Provide a step-by-step method to upgrade OpenSSH 9.9p2 on an AWS instance.
Show how to use AWS Systems Manager (SSM) to access your server without SSH.
Upgrading OpenSSH is crucial for:
Security Fixes: Protect against newly discovered vulnerabilities.
Improved Performance: Newer versions include performance enhancements and bug fixes.
Compliance: Organizations following security frameworks (e.g., CIS, NIST) must maintain up-to-date software.
Since modifying SSH can lock you out of your server, follow these steps carefully.
SSM (AWS Systems Manager) allows remote access to instances without SSH. Install and configure it first.

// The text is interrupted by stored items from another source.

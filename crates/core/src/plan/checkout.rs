//! Checkout planner.
//!
//! Splits the payable amount of a cart across ledger values, internal sources
//! and card charges. Sources are applied in a fixed order:
//! 1. Internal sources flagged `before_ledger`
//! 2. Ledger values, discounts first (stable otherwise)
//! 3. Remaining internal sources
//! 4. Processor charges
//!
//! Pretax sources run before tax is computed, the rest after.

use std::collections::HashSet;
use std::sync::Arc;

use rust_decimal::Decimal;
use tessera_shared::types::money::round_to_cents;
use tessera_shared::types::{Cents, RoundingMode};

use super::context::PlanContext;
use super::error::PlanError;
use super::request::{
    CheckoutRequest, InternalSource, LedgerLookup, LineItemRequest, ProcessorSource, SourceRequest,
};
use super::types::{
    InternalPlanStep, LedgerPlanStep, LineItem, LineTotal, MarketplaceTotals, PlanStep,
    ProcessorAction, ProcessorPlanStep, TransactionPlan, TransactionTotals, TransactionType,
};
use crate::rules::{CompiledRule, RuleContext, ValueContext};
use crate::value::Value;

struct LedgerFunding<'a> {
    value: &'a Value,
    available: Option<Cents>,
    balance_rule: Option<Arc<CompiledRule>>,
    redemption_rule: Option<Arc<CompiledRule>>,
    seller_liability: Option<Arc<CompiledRule>>,
}

enum Funding<'a> {
    Ledger(LedgerFunding<'a>),
    Internal {
        source: &'a InternalSource,
        available: Cents,
    },
    Processor {
        source: &'a ProcessorSource,
        available: Option<Cents>,
    },
}

struct Candidate<'a> {
    funding: Funding<'a>,
    applied: Cents,
}

impl Candidate<'_> {
    fn is_pretax(&self) -> bool {
        match &self.funding {
            Funding::Ledger(l) => l.value.pretax,
            Funding::Internal { source, .. } => source.pretax,
            Funding::Processor { .. } => false,
        }
    }

    fn is_discount(&self) -> bool {
        matches!(&self.funding, Funding::Ledger(l) if l.value.discount)
    }
}

/// Running state shared by the passes.
struct Cart<'a> {
    request: &'a CheckoutRequest,
    line_items: Vec<LineItem>,
    rounding: RoundingMode,
    seller_discount: Cents,
    seller_liability_applied: bool,
}

/// Plans a checkout against the given value snapshots.
///
/// `values` must contain every value the ledger sources can resolve to; the
/// caller loads them. Ineligible values are skipped silently because source
/// lists routinely include whole contact wallets.
///
/// # Errors
///
/// Returns `PlanError` for malformed requests, unknown values, rules that do
/// not compile and per-contact generic codes that were not attached.
pub fn plan_checkout(
    request: &CheckoutRequest,
    values: &[Value],
    ctx: &PlanContext<'_>,
) -> Result<TransactionPlan, PlanError> {
    if request.currency.trim().is_empty() {
        return Err(PlanError::InvalidRequest("currency is required".into()));
    }
    if request.line_items.is_empty() {
        return Err(PlanError::InvalidRequest("at least one line item is required".into()));
    }

    let line_items = request
        .line_items
        .iter()
        .map(build_line_item)
        .collect::<Result<Vec<_>, _>>()?;

    let mut candidates = resolve_candidates(request, values, ctx)?;
    let mut cart = Cart {
        request,
        line_items,
        rounding: request.rounding_mode.unwrap_or(ctx.rounding_mode),
        seller_discount: 0,
        seller_liability_applied: false,
    };

    for candidate in candidates.iter_mut().filter(|c| c.is_pretax()) {
        cart.apply(candidate);
    }

    cart.apply_tax();

    for candidate in candidates.iter_mut().filter(|c| !c.is_pretax()) {
        cart.apply(candidate);
    }

    for item in &mut cart.line_items {
        let total = &mut item.line_total;
        total.payable = total.subtotal + total.tax - total.discount;
    }

    let mut totals = summarize(&cart.line_items);
    let mut steps = Vec::new();
    for candidate in &candidates {
        if candidate.applied == 0 {
            continue;
        }
        match &candidate.funding {
            Funding::Ledger(l) => {
                if l.value.discount {
                    totals.discount_ledger += candidate.applied;
                } else {
                    totals.paid_ledger += candidate.applied;
                }
                steps.push(PlanStep::Ledger(LedgerPlanStep::update(
                    l.value.clone(),
                    -candidate.applied,
                    l.value.uses_remaining.map(|_| -1),
                )));
            }
            Funding::Internal { source, .. } => {
                totals.paid_internal += candidate.applied;
                steps.push(PlanStep::Internal(InternalPlanStep {
                    internal_id: source.internal_id.clone(),
                    balance: source.balance,
                    amount: -candidate.applied,
                    pretax: source.pretax,
                    before_ledger: source.before_ledger,
                }));
            }
            Funding::Processor { source, .. } => {
                totals.paid_processor += candidate.applied;
                steps.push(PlanStep::Processor(ProcessorPlanStep::new(ProcessorAction::Charge {
                    source: source.source.clone(),
                    amount: candidate.applied,
                    capture: !request.pending,
                })));
            }
        }
    }

    let has_marketplace_rate = cart.line_items.iter().any(|i| i.marketplace_rate.is_some());
    if has_marketplace_rate || cart.seller_liability_applied {
        totals.marketplace = Some(marketplace_totals(&cart));
    }

    let mut plan = TransactionPlan::new(
        request.id.clone(),
        TransactionType::Checkout,
        request.currency.clone(),
        ctx.now,
        ctx.created_by,
    );
    plan.steps = steps;
    plan.line_items = Some(cart.line_items);
    plan.totals = Some(totals);
    plan.metadata.clone_from(&request.metadata);
    plan.pending = request.pending;
    Ok(plan)
}

fn build_line_item(request: &LineItemRequest) -> Result<LineItem, PlanError> {
    let quantity = request.quantity.unwrap_or(1);
    if quantity < 1 {
        return Err(PlanError::InvalidRequest("quantity must be at least 1".into()));
    }
    if request.unit_price < 0 {
        return Err(PlanError::InvalidRequest("unitPrice cannot be negative".into()));
    }
    let unit_range = Decimal::ZERO..=Decimal::ONE;
    if request.tax_rate.is_some_and(|r| !unit_range.contains(&r)) {
        return Err(PlanError::InvalidRequest("taxRate must be between 0 and 1".into()));
    }
    if request.marketplace_rate.is_some_and(|r| !unit_range.contains(&r)) {
        return Err(PlanError::InvalidRequest("marketplaceRate must be between 0 and 1".into()));
    }
    let subtotal = request
        .unit_price
        .checked_mul(quantity)
        .ok_or_else(|| PlanError::InvalidRequest("line item subtotal overflows".into()))?;

    Ok(LineItem {
        r#type: request.r#type,
        product_id: request.product_id.clone(),
        variant_id: request.variant_id.clone(),
        unit_price: request.unit_price,
        quantity,
        tax_rate: request.tax_rate,
        marketplace_rate: request.marketplace_rate,
        tags: request.tags.clone(),
        metadata: request.metadata.clone(),
        line_total: LineTotal {
            subtotal,
            remainder: subtotal,
            ..LineTotal::default()
        },
    })
}

/// Orders the sources and compiles the rules of every eligible value.
fn resolve_candidates<'a>(
    request: &'a CheckoutRequest,
    values: &'a [Value],
    ctx: &PlanContext<'_>,
) -> Result<Vec<Candidate<'a>>, PlanError> {
    let mut ledger = Vec::new();
    let mut seen = HashSet::new();

    for source in &request.sources {
        let SourceRequest::Ledger(ledger_source) = source else {
            continue;
        };
        let matched: Vec<&Value> = match ledger_source.lookup()? {
            LedgerLookup::ValueId(id) => vec![
                values
                    .iter()
                    .find(|v| &v.id == id)
                    .ok_or_else(|| PlanError::ValueNotFound(id.clone()))?,
            ],
            LedgerLookup::Code(code) => vec![
                values
                    .iter()
                    .find(|v| v.code.as_deref() == Some(code))
                    .ok_or(PlanError::CodeNotFound)?,
            ],
            LedgerLookup::Contact(contact) => values
                .iter()
                .filter(|v| v.contact_id.as_ref() == Some(contact))
                .collect(),
        };

        for value in matched {
            if !seen.insert(&value.id) {
                continue;
            }
            if value.requires_attach() {
                return Err(PlanError::GenericCodeMustBeAttached(value.id.clone()));
            }
            if !is_eligible(value, &request.currency, ctx) {
                tracing::debug!(value_id = %value.id, "skipping ineligible value");
                continue;
            }
            ledger.push(ledger_funding(value, ctx)?);
        }
    }

    // Discounts first inside each tier; sort_by_key is stable.
    ledger.sort_by_key(|l| !l.value.discount);

    let internal = |before_ledger: bool| {
        request.sources.iter().filter_map(move |s| match s {
            SourceRequest::Internal(source)
                if source.before_ledger == before_ledger && source.balance > 0 =>
            {
                Some(Funding::Internal {
                    source,
                    available: source.balance,
                })
            }
            _ => None,
        })
    };
    let processors = request.sources.iter().filter_map(|s| match s {
        SourceRequest::Processor(source) => Some(Funding::Processor {
            source,
            available: source.max_amount,
        }),
        _ => None,
    });

    Ok(internal(true)
        .chain(ledger.into_iter().map(Funding::Ledger))
        .chain(internal(false))
        .chain(processors)
        .map(|funding| Candidate { funding, applied: 0 })
        .collect())
}

fn is_eligible(value: &Value, currency: &str, ctx: &PlanContext<'_>) -> bool {
    value.currency == currency
        && value.active
        && !value.frozen
        && !value.canceled
        && value.is_within_validity(ctx.now)
        && value.uses_remaining != Some(0)
        && (value.balance_rule.is_some() || value.balance.is_some_and(|b| b > 0))
}

fn ledger_funding<'a>(value: &'a Value, ctx: &PlanContext<'_>) -> Result<LedgerFunding<'a>, PlanError> {
    let compile = |source: Option<String>| source.map(|s| ctx.rules.compile(&s)).transpose();
    Ok(LedgerFunding {
        value,
        available: value.balance,
        balance_rule: compile(value.balance_rule.as_ref().map(|r| r.rule.clone()))?,
        redemption_rule: compile(value.redemption_rule.as_ref().map(|r| r.rule.clone()))?,
        seller_liability: if value.discount {
            compile(value.seller_liability_source())?
        } else {
            None
        },
    })
}

impl Cart<'_> {
    fn apply(&mut self, candidate: &mut Candidate<'_>) {
        let is_discount = candidate.is_discount();

        for idx in 0..self.line_items.len() {
            let remainder = self.line_items[idx].line_total.remainder;
            if remainder <= 0 {
                continue;
            }

            let amount = match &mut candidate.funding {
                Funding::Ledger(ledger) => {
                    let amount = self.ledger_amount(ledger, idx, candidate.applied);
                    if ledger.balance_rule.is_none() {
                        ledger.available = ledger.available.map(|a| a - amount);
                    }
                    amount
                }
                Funding::Internal { available, .. } => {
                    let amount = remainder.min(*available);
                    *available -= amount;
                    amount
                }
                Funding::Processor { available, .. } => {
                    let amount = available.map_or(remainder, |a| remainder.min(a));
                    *available = available.map(|a| a - amount);
                    amount
                }
            };

            if amount <= 0 {
                continue;
            }
            let total = &mut self.line_items[idx].line_total;
            total.remainder -= amount;
            if is_discount {
                total.discount += amount;
            }
            candidate.applied += amount;
        }
    }

    /// Amount a ledger value pays on one line item, 0 when its redemption
    /// rule rejects the item.
    fn ledger_amount(&mut self, ledger: &LedgerFunding<'_>, idx: usize, applied: Cents) -> Cents {
        let totals = summarize(&self.line_items);
        let item = &self.line_items[idx];
        let rule_ctx = RuleContext {
            current_line_item: Some(item),
            line_items: &self.line_items,
            totals: Some(&totals),
            metadata: self.request.metadata.as_ref(),
            value: ValueContext {
                balance_change: -applied,
                metadata: Some(&ledger.value.metadata),
            },
        };

        if let Some(rule) = &ledger.redemption_rule {
            if !rule.evaluate_to_boolean(&rule_ctx) {
                return 0;
            }
        }

        let remainder = item.line_total.remainder;
        let amount = match &ledger.balance_rule {
            Some(rule) => {
                round_to_cents(rule.evaluate_to_number(&rule_ctx), self.rounding).clamp(0, remainder)
            }
            None => remainder.min(ledger.available.unwrap_or(0)).max(0),
        };

        if amount > 0 {
            if let Some(liability) = &ledger.seller_liability {
                let share = liability
                    .evaluate_to_number(&rule_ctx)
                    .clamp(Decimal::ZERO, Decimal::ONE);
                self.seller_discount += round_to_cents(share * Decimal::from(amount), self.rounding);
                self.seller_liability_applied = true;
            }
        }

        amount
    }

    fn apply_tax(&mut self) {
        for item in &mut self.line_items {
            let total = &mut item.line_total;
            total.taxable = total.remainder;
            let rate = item.tax_rate.unwrap_or(Decimal::ZERO);
            total.tax = round_to_cents(rate * Decimal::from(total.taxable), self.rounding);
            total.remainder += total.tax;
        }
    }
}

fn summarize(line_items: &[LineItem]) -> TransactionTotals {
    line_items
        .iter()
        .fold(TransactionTotals::default(), |mut totals, item| {
            let t = &item.line_total;
            totals.subtotal += t.subtotal;
            totals.tax += t.tax;
            totals.discount += t.discount;
            totals.payable += t.subtotal + t.tax - t.discount;
            totals.remainder += t.remainder;
            totals
        })
}

fn marketplace_totals(cart: &Cart<'_>) -> MarketplaceTotals {
    let seller_gross = cart
        .line_items
        .iter()
        .map(|item| {
            let rate = item.marketplace_rate.unwrap_or(Decimal::ZERO);
            round_to_cents(
                (Decimal::ONE - rate) * Decimal::from(item.line_total.subtotal),
                cart.rounding,
            )
        })
        .sum::<Cents>();

    MarketplaceTotals {
        seller_gross,
        seller_discount: cart.seller_discount,
        seller_net: seller_gross - cart.seller_discount,
    }
}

sudo apt install awscli -y
sudo dpkg -i session-manager-plugin.deb
Your EC2 instance needs the AmazonSSMManagedInstanceCore policy to work with SSM.
Navigate to the AWS IAM Console.
Create or modify an IAM Role with the AmazonSSMManagedInstanceCore policy.
Attach this IAM role to your EC2 instance.
Check if the AWS Systems Manager Agent (SSM Agent) is running:
sudo systemctl status amazon-ssm-agent
amazon-ssm-agent --version
If the agent is not installed, install it using the following:
sudo snap install amazon-ssm-agent
sudo snap restart amazon-ssm-agent
If SSH fails after the upgrade, use AWS SSM to access the server:
aws ssm start-session --target i-xxxxxxxxxxxxxxxxx --profile lalatendu-own-aws-profile (Please note if you have multiple aws profile then you need to mention profile name)
No Need to Open Port 22 → More secure since no inbound SSH access is required.
Works on Private Instances → You can access EC2 instances in private subnets.
IAM-Based Access Control → Permissions are managed via IAM roles instead of SSH keys.
Once you've set up an alternative access method, proceed with the OpenSSH upgrade.
ssh -V
If it is below 9.9p2, continue with the upgrade.
cd /usr/local/src
wget https://cdn.openbsd.org/pub/OpenBSD/OpenSSH/portable/openssh-9.9p2.tar.gz
tar -xvzf openssh-9.9p2.tar.gz
cd openssh-9.9p2
sudo apt update && sudo apt install -y build-essential zlib1g-dev libssl-dev libpam0g-dev libselinux1-dev
./configure --prefix=/usr --sysconfdir=/etc/ssh --with-pam
make -j$(nproc)
sudo make install
ssh -V
sudo cp /etc/ssh/sshd_config /etc/ssh/sshd_config.bak
sudo systemctl restart ssh
PerSourcePenalties is an OpenSSH daemon (sshd) configuration option that applies penalties to sources (IP addresses) exhibiting abusive behavior. When enabled, OpenSSH delays response times for repeated failed authentication attempts from the same source, making brute-force attacks significantly less effective.
Mitigates Brute-Force Attacks: Increases response time for repeated failures, slowing down automated login attempts.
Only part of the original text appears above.